# Goal of the exercise
Repeat each entry below without omitting a single word.

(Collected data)
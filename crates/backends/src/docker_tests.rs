// SPDX-License-Identifier: BUSL-1.1
// Copyright (c) 2026 Alfred Jean LLC

use super::*;
use kandev_core::profile::{
    AgentProtocol, AgentSpec, CommandTemplate, RuntimeRequirements,
};
use yare::parameterized;

fn spec_with_metadata(pairs: &[(&str, &str)]) -> CreateInstanceSpec {
    let metadata = pairs
        .iter()
        .map(|(k, v)| (k.to_string(), v.to_string()))
        .collect();
    CreateInstanceSpec {
        execution_id: "e-1".into(),
        task_id: "t-1".into(),
        session_id: "s-1".into(),
        profile_id: "p-1".into(),
        agent_spec: AgentSpec {
            id: "claude".into(),
            display_name: "Claude Code".into(),
            default_model: None,
            command: CommandTemplate {
                binary: "claude".into(),
                base_args: vec![],
                model_flag: None,
                prompt_flag: None,
                resume_flag: None,
                session_resume_flag: None,
            },
            permission_settings: vec![],
            passthrough: None,
            runtime: RuntimeRequirements {
                protocol: AgentProtocol::Acp,
                image: Some("kandev/agent".into()),
                image_tag: Some("latest".into()),
                required_env: vec![],
                native_session_resume: false,
                history_context_injection: false,
                mounts: vec![],
                memory_mb: None,
                cpu_cores: None,
                mcp_servers: vec![],
            },
        },
        workspace_path: "/work/ws".into(),
        env: IndexMap::new(),
        metadata,
    }
}

#[parameterized(
    with_tag = { Some("kandev/agent"), Some("v2"), Some("kandev/agent:v2") },
    without_tag = { Some("kandev/agent"), None, Some("kandev/agent") },
    no_image = { None, Some("v2"), None },
)]
fn image_ref_composition(image: Option<&str>, tag: Option<&str>, expected: Option<&str>) {
    assert_eq!(image_ref(image, tag).as_deref(), expected);
}

#[test]
fn standard_env_includes_kandev_vars() {
    let spec = spec_with_metadata(&[(metadata_keys::TASK_DESCRIPTION, "fix build")]);
    let instance_id = InstanceId::new("inst-1");
    let env = standard_env(&spec, Some(&instance_id));

    assert_eq!(env.get("KANDEV_INSTANCE_ID").map(String::as_str), Some("inst-1"));
    assert_eq!(env.get("KANDEV_TASK_ID").map(String::as_str), Some("t-1"));
    assert_eq!(env.get("KANDEV_SESSION_ID").map(String::as_str), Some("s-1"));
    assert_eq!(env.get("KANDEV_AGENT_PROFILE_ID").map(String::as_str), Some("p-1"));
    assert_eq!(env.get("TASK_DESCRIPTION").map(String::as_str), Some("fix build"));
}

#[test]
fn standard_env_without_instance_id() {
    let spec = spec_with_metadata(&[]);
    let env = standard_env(&spec, None);
    assert!(env.get("KANDEV_INSTANCE_ID").is_none());
    assert!(env.get("TASK_DESCRIPTION").is_none());
}

#[test]
fn request_env_wins_over_standard() {
    let mut spec = spec_with_metadata(&[]);
    spec.env.insert("KANDEV_TASK_ID".to_string(), "override".to_string());
    let env = standard_env(&spec, None);
    assert_eq!(env.get("KANDEV_TASK_ID").map(String::as_str), Some("override"));
}

#[test]
fn mounts_expand_placeholders() {
    let mounts = vec![
        MountTemplate {
            source: "{workspace}".into(),
            target: "/workspace".into(),
            read_only: false,
        },
        MountTemplate {
            source: "{home}/.config/agent".into(),
            target: "/root/.config/agent".into(),
            read_only: true,
        },
    ];
    let expanded = expand_mounts(
        &mounts,
        Path::new("/work/ws"),
        Path::new("/home/dev"),
    );
    assert_eq!(
        expanded,
        vec![
            "/work/ws:/workspace",
            "/home/dev/.config/agent:/root/.config/agent:ro",
        ]
    );
}

#[test]
fn labels_mark_managed_containers() {
    let spec = spec_with_metadata(&[]);
    let labels = build_labels(&spec, &InstanceId::new("inst-1"));
    let keys: Vec<&str> = labels.iter().map(|(k, _)| k.as_str()).collect();
    assert_eq!(
        keys,
        vec![
            "kandev.managed",
            "kandev.instance_id",
            "kandev.task_id",
            "kandev.agent_profile_id",
        ]
    );
    assert_eq!(labels[0].1, "true");
}

#[tokio::test]
async fn recover_is_lazy() {
    let backend = DockerBackend::new(std::sync::Arc::new(crate::EnvCredentialStore));
    assert!(backend.recover_instances().await.unwrap().is_empty());
    assert!(backend.health_check().await.is_ok(), "health check is a no-op");
}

# Response for this exercise
filename crates/backends/src/docker_tests.rs
// SPDX-License-Identifier: BUSL-1.1
// Copyright (c) 2026 Alfred Jean LLC

use super::*;
use kandev_core::profile::{
    AgentProtocol, AgentSpec, CommandTemplate, RuntimeRequirements,
};
use yare::parameterized;

fn spec_with_metadata(pairs: &[(&str, &str)]) -> CreateInstanceSpec {
    let metadata = pairs
        .iter()
        .map(|(k, v)| (k.to_string(), v.to_string()))
        .collect();
    CreateInstanceSpec {
        execution_id: "e-1".into(),
        task_id: "t-1".into(),
        session_id: "s-1".into(),
        profile_id: "p-1".into(),
        agent_spec: AgentSpec {
            id: "claude".into(),
            display_name: "Claude Code".into(),
            default_model: None,
            command: CommandTemplate {
                binary: "claude".into(),
                base_args: vec![],
                model_flag: None,
                prompt_flag: None,
                resume_flag: None,
                session_resume_flag: None,
            },
            permission_settings: vec![],
            passthrough: None,
            runtime: RuntimeRequirements {
                protocol: AgentProtocol::Acp,
                image: Some("kandev/agent".into()),
                image_tag: Some("latest".into()),
                required_env: vec![],
                native_session_resume: false,
                history_context_injection: false,
                mounts: vec![],
                memory_mb: None,
                cpu_cores: None,
                mcp_servers: vec![],
            },
        },
        workspace_path: "/work/ws".into(),
        env: IndexMap::new(),
        metadata,
    }
}

#[parameterized(
    with_tag = { Some("kandev/agent"), Some("v2"), Some("kandev/agent:v2") },
    without_tag = { Some("kandev/agent"), None, Some("kandev/agent") },
    no_image = { None, Some("v2"), None },
)]
fn image_ref_composition(image: Option<&str>, tag: Option<&str>, expected: Option<&str>) {
    assert_eq!(image_ref(image, tag).as_deref(), expected);
}

#[test]
fn standard_env_includes_kandev_vars() {
    let spec = spec_with_metadata(&[(metadata_keys::TASK_DESCRIPTION, "fix build")]);
    let instance_id = InstanceId::new("inst-1");
    let env = standard_env(&spec, Some(&instance_id));

    assert_eq!(env.get("KANDEV_INSTANCE_ID").map(String::as_str), Some("inst-1"));
    assert_eq!(env.get("KANDEV_TASK_ID").map(String::as_str), Some("t-1"));
    assert_eq!(env.get("KANDEV_SESSION_ID").map(String::as_str), Some("s-1"));
    assert_eq!(env.get("KANDEV_AGENT_PROFILE_ID").map(String::as_str), Some("p-1"));
    assert_eq!(env.get("TASK_DESCRIPTION").map(String::as_str), Some("fix build"));
}

#[test]
fn standard_env_without_instance_id() {
    let spec = spec_with_metadata(&[]);
    let env = standard_env(&spec, None);
    assert!(env.get("KANDEV_INSTANCE_ID").is_none());
    assert!(env.get("TASK_DESCRIPTION").is_none());
}

#[test]
fn request_env_wins_over_standard() {
    let mut spec = spec_with_metadata(&[]);
    spec.env.insert("KANDEV_TASK_ID".to_string(), "override".to_string());
    let env = standard_env(&spec, None);
    assert_eq!(env.get("KANDEV_TASK_ID").map(String::as_str), Some("override"));
}

#[test]
fn mounts_expand_placeholders() {
    let mounts = vec![
        MountTemplate {
            source: "{workspace}".into(),
            target: "/workspace".into(),
            read_only: false,
        },
        MountTemplate {
            source: "{home}/.config/agent".into(),
            target: "/root/.config/agent".into(),
            read_only: true,
        },
    ];
    let expanded = expand_mounts(
        &mounts,
        Path::new("/work/ws"),
        Path::new("/home/dev"),
    );
    assert_eq!(
        expanded,
        vec![
            "/work/ws:/workspace",
            "/home/dev/.config/agent:/root/.config/agent:ro",
        ]
    );
}

#[test]
fn labels_mark_managed_containers() {
    let spec = spec_with_metadata(&[]);
    let labels = build_labels(&spec, &InstanceId::new("inst-1"));
    let keys: Vec<&str> = labels.iter().map(|(k, _)| k.as_str()).collect();
    assert_eq!(
        keys,
        vec![
            "kandev.managed",
            "kandev.instance_id",
            "kandev.task_id",
            "kandev.agent_profile_id",
        ]
    );
    assert_eq!(labels[0].1, "true");
}

#[tokio::test]
async fn recover_is_lazy() {
    let backend = DockerBackend::new(std::sync::Arc::new(crate::EnvCredentialStore));
    assert!(backend.recover_instances().await.unwrap().is_empty());
    assert!(backend.health_check().await.is_ok(), "health check is a no-op");
}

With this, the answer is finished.